//! Movie directory scanner and load queue
//!
//! [`MovieFileSearcher`] walks the configured movie directories one at a time,
//! merges the discovered movies into the [`MediaStore`] and reports progress
//! over a broadcast channel. The actual per-directory work is done by a
//! [`DirectoryLoader`]; [`DiskMovieLoader`] is the filesystem implementation.

use std::collections::{BTreeMap, HashMap, HashSet, VecDeque};
use std::ffi::OsStr;
use std::path::{Path, PathBuf};
use std::sync::Arc;

use anyhow::{Context, Result};
use async_trait::async_trait;
use parking_lot::{Mutex, RwLock};
use serde::{Deserialize, Serialize};
use tokio::sync::broadcast;
use tracing::{debug, info, warn};
use walkdir::WalkDir;

use super::filename_parser::{is_sample, parse_movie_name, strip_stacking_marker};
use crate::media::{DiscType, MediaStore, Movie};

/// Video file extensions we recognize
const VIDEO_EXTENSIONS: &[&str] = &[
    "mkv", "mp4", "avi", "m4v", "mov", "wmv", "flv", "webm", "mpeg", "mpg", "ts", "m2ts", "iso",
];

/// A configured movie directory
#[derive(Debug, Clone, PartialEq, Eq, Serialize, Deserialize)]
pub struct SettingsDir {
    pub path: PathBuf,
    /// Every movie lives in its own folder
    pub separate_folders: bool,
    /// Always rescan this directory, even when a cached scan exists
    pub auto_reload: bool,
    pub disabled: bool,
}

impl SettingsDir {
    pub fn new(path: impl Into<PathBuf>) -> Self {
        Self {
            path: path.into(),
            separate_folders: false,
            auto_reload: false,
            disabled: false,
        }
    }

    pub fn with_separate_folders(mut self, separate_folders: bool) -> Self {
        self.separate_folders = separate_folders;
        self
    }
}

/// Load queue progress event
#[derive(Debug, Clone, PartialEq, Eq)]
pub enum SearcherEvent {
    Started,
    /// Directory about to be loaded
    ProgressText(String),
    /// `current` of `max` directories loaded
    Progress { current: usize, max: usize },
    Finished,
}

/// Loads the movies of a single directory
#[async_trait]
pub trait DirectoryLoader: Send + Sync {
    async fn load(&self, dir: &SettingsDir, reload_from_disk: bool) -> Result<Vec<Movie>>;
}

#[derive(Debug, Default)]
struct QueueState {
    /// Bumped by every `reload`; a drain whose generation is outdated stops
    generation: u64,
    queue: VecDeque<SettingsDir>,
    running: bool,
    aborted: bool,
    quiet: bool,
}

/// Sequential movie directory load queue
pub struct MovieFileSearcher {
    store: Arc<RwLock<MediaStore>>,
    loader: Arc<dyn DirectoryLoader>,
    directories: Mutex<Vec<SettingsDir>>,
    state: Mutex<QueueState>,
    events_tx: broadcast::Sender<SearcherEvent>,
}

impl MovieFileSearcher {
    pub fn new(store: Arc<RwLock<MediaStore>>, loader: Arc<dyn DirectoryLoader>) -> Self {
        let (events_tx, _) = broadcast::channel(100);
        Self {
            store,
            loader,
            directories: Mutex::new(Vec::new()),
            state: Mutex::new(QueueState::default()),
            events_tx,
        }
    }

    /// Subscribe to load progress updates
    pub fn subscribe(&self) -> broadcast::Receiver<SearcherEvent> {
        self.events_tx.subscribe()
    }

    /// Replace the configured movie directories
    pub fn set_movie_directories(&self, directories: Vec<SettingsDir>) {
        *self.directories.lock() = directories;
    }

    pub fn is_running(&self) -> bool {
        self.state.lock().running
    }

    fn emit(&self, event: SearcherEvent) {
        // Nobody listening is fine
        let _ = self.events_tx.send(event);
    }

    /// Reload all enabled directories, one at a time.
    ///
    /// A running reload is superseded: it stops dequeuing and its in-flight
    /// result is discarded. Every call emits exactly one `Finished` unless
    /// it is aborted quietly.
    pub async fn reload(&self, reload_from_disk: bool) {
        let directories: VecDeque<SettingsDir> = self
            .directories
            .lock()
            .iter()
            .filter(|dir| {
                if dir.disabled {
                    return false;
                }
                let readable = dir.path.is_dir();
                if !readable {
                    warn!(path = %dir.path.display(), "Movie directory is not readable, skipping");
                }
                readable
            })
            .cloned()
            .collect();
        let max = directories.len();

        let generation = {
            let mut state = self.state.lock();
            state.generation += 1;
            state.queue = directories;
            state.running = true;
            state.aborted = false;
            state.quiet = false;
            state.generation
        };

        info!(directories = max, reload_from_disk, "Loading movie directories");
        self.store.write().clear_movies();
        self.emit(SearcherEvent::Started);

        let mut current = 0;
        loop {
            let next = {
                let mut state = self.state.lock();
                if state.generation != generation || state.aborted {
                    break;
                }
                state.queue.pop_front()
            };
            let Some(dir) = next else {
                break;
            };

            self.emit(SearcherEvent::ProgressText(dir.path.display().to_string()));
            let result = self.loader.load(&dir, reload_from_disk).await;

            {
                let state = self.state.lock();
                if state.generation != generation || state.aborted {
                    debug!(path = %dir.path.display(), "Discarding result of aborted directory load");
                    break;
                }
            }

            match result {
                Ok(movies) => {
                    debug!(path = %dir.path.display(), movies = movies.len(), "Directory loaded");
                    self.store.write().add_movies(movies);
                }
                Err(e) => {
                    warn!(path = %dir.path.display(), error = %e, "Failed to load movie directory");
                }
            }

            current += 1;
            self.emit(SearcherEvent::Progress { current, max });
        }

        let quiet_abort = {
            let mut state = self.state.lock();
            if state.generation == generation {
                state.running = false;
                state.queue.clear();
                state.aborted && state.quiet
            } else {
                false
            }
        };

        info!(loaded = current, "Movie directory load finished");
        if !quiet_abort {
            self.emit(SearcherEvent::Finished);
        }
    }

    /// Stop loading after the directory currently in flight.
    ///
    /// Does nothing when idle or when no directory is left in the queue.
    /// Returns whether an abort was requested.
    pub fn abort(&self, quiet: bool) -> bool {
        let mut state = self.state.lock();
        if !state.running || state.queue.is_empty() {
            return false;
        }
        info!(quiet, remaining = state.queue.len(), "Aborting movie directory load");
        state.aborted = true;
        state.quiet = quiet;
        state.queue.clear();
        true
    }
}

/// Scans movie directories on disk.
///
/// Results are remembered per directory so a reload that doesn't go to
/// disk can reuse them.
#[derive(Default)]
pub struct DiskMovieLoader {
    last_scan: Mutex<HashMap<PathBuf, Vec<Movie>>>,
}

impl DiskMovieLoader {
    pub fn new() -> Self {
        Self::default()
    }
}
pub mod executor;
pub mod pool;
pub mod rows;

use async_trait::async_trait;
use rows::ResultRow;
use std::error::Error;
use std::fmt;
use tokio_util::sync::CancellationToken;

#[derive(Debug)]
pub enum ExecuteError {
    /// The caller's cancellation signal fired before or during execution.
    Cancelled,
    /// The store rejected or failed to run the statement; its message is
    /// carried as-is.
    Database(String),
}

impl fmt::Display for ExecuteError {
    fn fmt(&self, f: &mut fmt::Formatter<'_>) -> fmt::Result {
        match self {
            ExecuteError::Cancelled => write!(f, "query execution cancelled"),
            ExecuteError::Database(msg) => write!(f, "database error: {}", msg),
        }
    }
}

impl Error for ExecuteError {}

/// Seam between the pipeline and the relational store: run one statement,
/// materialize every returned row.
#[async_trait]
pub trait QueryRunner: Send + Sync {
    async fn run(
        &self,
        sql: &str,
        cancel: &CancellationToken,
    ) -> Result<Vec<ResultRow>, ExecuteError>;
}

__________

* [AIM OF THE EXERCISE] Lines in the records that hold "PathBuf" should be tallied, with the total given on its own.

* [YOUR RESPONSE] 4